Absorption of an oscillating magnetic field power at frequencies of nuclear spin-spin interactions in semiconductors

We present a general overview of our previously published experimental and theoretical studies of the power absorption spectra of oscillating magnetic fields by optically cooled nuclear spins in semiconductors of the A$^3$B$^5$ and A$^2$B$^6$ groups. Absorption spectra were measured in zero and also in weak external static magnetic fields using warm-up spectroscopy, which is an analogue of optically detected nuclear magnetic resonance (ODNMR). The experiments were carried out for a deformed bulk $n$-GaAs layer and a CdTe-based heterostructure. It is shown that the shape of the absorption spectra is determined by nuclear spin-spin interactions, which are very different for the selected semiconductor materials.
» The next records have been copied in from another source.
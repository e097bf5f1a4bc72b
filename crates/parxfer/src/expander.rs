//! Generic two-stage wildcard expansion pipeline shared by `List`, `BatchDownload` and
//! `BatchUpload`. A caller-supplied lister produces opaque items on an unbounded channel; a
//! caller-supplied mapper turns each item into an optional sub-job; a tracking stage counts
//! completions via a notifier channel cloned onto every issued sub-job; the join stage waits
//! for the count to settle and reports a single pass/fail verdict.
//!
//! Sentinel-free by construction: end-of-listing is the lister's sender going out of scope, not
//! a payload value multiplexed onto the item channel.

use std::future::Future;
use std::sync::atomic::{AtomicU64, Ordering};
use std::sync::Arc;

use tokio::sync::mpsc;

use crate::error::Error;
use crate::job::{Job, JobOutcome};
use crate::pool::WorkerContext;

/// Runs the full listing -> expansion -> tracking -> join pipeline.
///
/// `lister` receives the item sender and is responsible for dropping it on every exit path
/// (success, error, cancellation); `mapper` turns an item into an optional `Job` to submit —
/// returning `None` means "skip, not issued".
pub async fn wild_operation<T, Lister, ListFut, Mapper>(
    ctx: &WorkerContext,
    lister: Lister,
    mapper: Mapper,
) -> anyhow::Result<()>
where
    T: Send + 'static,
    Lister: FnOnce(mpsc::UnboundedSender<T>) -> ListFut + Send + 'static,
    ListFut: Future<Output = anyhow::Result<()>> + Send + 'static,
    Mapper: Fn(T) -> Option<Job> + Send + 'static,
{
    let (item_tx, mut item_rx) = mpsc::unbounded_channel::<T>();
    let (done_tx, mut done_rx) = mpsc::unbounded_channel::<JobOutcome>();

    let listing = tokio::spawn(lister(item_tx));

    let cancel = ctx.cancel.clone();
    let submit = ctx.submit.clone();
    let issued = Arc::new(AtomicU64::new(0));
    let issued_in_expansion = issued.clone();
    let expansion = tokio::spawn(async move {
        loop {
            let item = tokio::select! {
                biased;
                _ = cancel.cancelled() => None,
                item = item_rx.recv() => item,
            };
            let Some(item) = item else { break };
            let Some(mut job) = mapper(item) else { continue };
            job.notifier = Some(done_tx.clone());
            issued_in_expansion.fetch_add(1, Ordering::Relaxed);
            if submit.send(job).await.is_err() {
                break;
            }
        }
        // `done_tx` (and its captured clone) drop here, releasing the tracking stage's extra
        // reference; the channel only fully closes once every issued sub-job's own clone is
        // also dropped.
    });

    let tracking = tokio::spawn(async move {
        let mut processed = 0u64;
        let mut succeeded = 0u64;
        let mut cancelled = 0u64;
        while let Some(outcome) = done_rx.recv().await {
            processed += 1;
            match outcome {
                JobOutcome::Succeeded => succeeded += 1,
                JobOutcome::Cancelled => cancelled += 1,
                JobOutcome::Failed => {}
            }
        }
        (processed, succeeded, cancelled)
    });

    let listing_result = listing
        .await
        .map_err(|e| anyhow::anyhow!("listing task panicked: {e}"))?;
    expansion
        .await
        .map_err(|e| anyhow::anyhow!("expansion task panicked: {e}"))?;
    let (processed, succeeded, cancelled) = tracking
        .await
        .map_err(|e| anyhow::anyhow!("tracking task panicked: {e}"))?;
    let total_issued = issued.load(Ordering::Relaxed);

    if processed != total_issued {
        return Err(Error::Invariant(format!(
            "expander processed {processed} but issued {total_issued}"
        ))
        .into());
    }

    listing_result?;

    finish(succeeded, cancelled, total_issued)
}

/// Turns a tracking stage's tallies into the expansion's verdict. Split out from
/// `wild_operation` so the decision itself — as opposed to the concurrency around it — can be
/// exercised directly.
fn finish(succeeded: u64, cancelled: u64, total_issued: u64) -> anyhow::Result<()> {
    if total_issued == 0 {
        return Ok(());
    }
    if succeeded == total_issued {
        Ok(())
    } else if succeeded + cancelled == total_issued {
        // Every non-succeeded sub-job was cancelled, not genuinely failed: this is cancellation
        // of the whole batch, not a partial failure.
        Err(Error::Cancelled.into())
    } else {
        Err(Error::Aggregate {
            succeeded,
            issued: total_issued,
        }
        .into())
    }
}

#[cfg(test)]
mod tests {
    use super::*;
    use crate::job::Operation;
    use crate::pool::{Stats, WorkerPool};
    use crate::url::Url;
    use remote_storage::{LocalFs, RemoteStore};
    use std::sync::Arc as StdArc;
    use tokio_util::sync::CancellationToken;

    async fn test_ctx() -> (WorkerPool, WorkerContext) {
        let dir = camino_tempfile::tempdir().unwrap();
        tokio::fs::create_dir_all(dir.path().join("b")).await.unwrap();
        let storage = RemoteStore::LocalFs(StdArc::new(
            LocalFs::new(dir.path().to_path_buf(), "b".to_string()).unwrap(),
        ));
        std::mem::forget(dir);
        let pool = WorkerPool::new(2, storage, StdArc::new(Stats::new()), CancellationToken::new());
        let ctx = pool.context();
        (pool, ctx)
    }

    #[tokio::test]
    async fn zero_issued_with_successful_listing_is_success() {
        let (pool, ctx) = test_ctx().await;
        let result = wild_operation::<i32, _, _, _>(
            &ctx,
            |tx| async move {
                drop(tx);
                Ok(())
            },
            |_| None,
        )
        .await;
        assert!(result.is_ok());
        pool.shutdown().await;
    }

    #[tokio::test]
    async fn listing_failure_short_circuits_with_error() {
        let (pool, ctx) = test_ctx().await;
        let result = wild_operation::<i32, _, _, _>(
            &ctx,
            |tx| async move {
                drop(tx);
                anyhow::bail!("listing blew up")
            },
            |_| None,
        )
        .await;
        assert!(result.is_err());
        pool.shutdown().await;
    }

    #[tokio::test]
    async fn all_succeeding_sub_jobs_report_success() {
        let (pool, ctx) = test_ctx().await;
        let result = wild_operation(
            &ctx,
            |tx| async move {
                for i in 0..3 {
                    let _ = tx.send(i);
                }
                Ok(())
            },
            |i: i32| {
                Some(
                    Job::new(
                        format!("item-{i}"),
                        "test".to_string(),
                        Operation::Abort,
                        vec![Url::Local(camino::Utf8PathBuf::new())],
                    )
                    .unwrap(),
                )
            },
        )
        .await;
        assert!(result.is_ok());
        pool.shutdown().await;
    }

    #[test]
    fn finish_is_ok_when_all_issued_succeed() {
        assert!(finish(3, 0, 3).is_ok());
    }

    #[test]
    fn finish_is_ok_with_zero_issued() {
        assert!(finish(0, 0, 0).is_ok());
    }

    #[test]
    fn finish_collapses_to_cancelled_when_every_non_success_was_cancelled() {
        let err = finish(0, 3, 3).unwrap_err();
        assert!(crate::error::is_cancellation_error(&err));
    }

    #[test]
    fn finish_is_aggregate_when_a_genuine_failure_is_mixed_in() {
        let err = finish(1, 1, 3).unwrap_err();
        assert!(!crate::error::is_cancellation_error(&err));
        match err.downcast_ref::<Error>() {
            Some(Error::Aggregate { succeeded, issued }) => {
                assert_eq!(*succeeded, 1);
                assert_eq!(*issued, 3);
            }
            other => panic!("expected Aggregate, got {other:?}"),
        }
    }
}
In particular, from a theoretical analysis of experimental spectra it was established that for an $n$-GaAs crystal in the presence of residual deformation, the shape of the absorption spectrum in a zero magnetic field is determined by quadrupole interactions exceeding nuclear spin-spin interactions. For the CdTe heterostructure, it was established that the shape of the spectrum in zero field has a purely spin-spin character, which is confirmed by our proposed model of nuclear spin clusters. For both $n$-GaAs, and CdTe, absorption spectra were measured and analyzed in external static magnetic fields (analogue of NMR), where homonuclear (Zeeman) absorption peaks were found to be modified by the presence of a nuclear quadrupole (for $n$-GaAs) and pure spin-spin (for CdTe) interactions.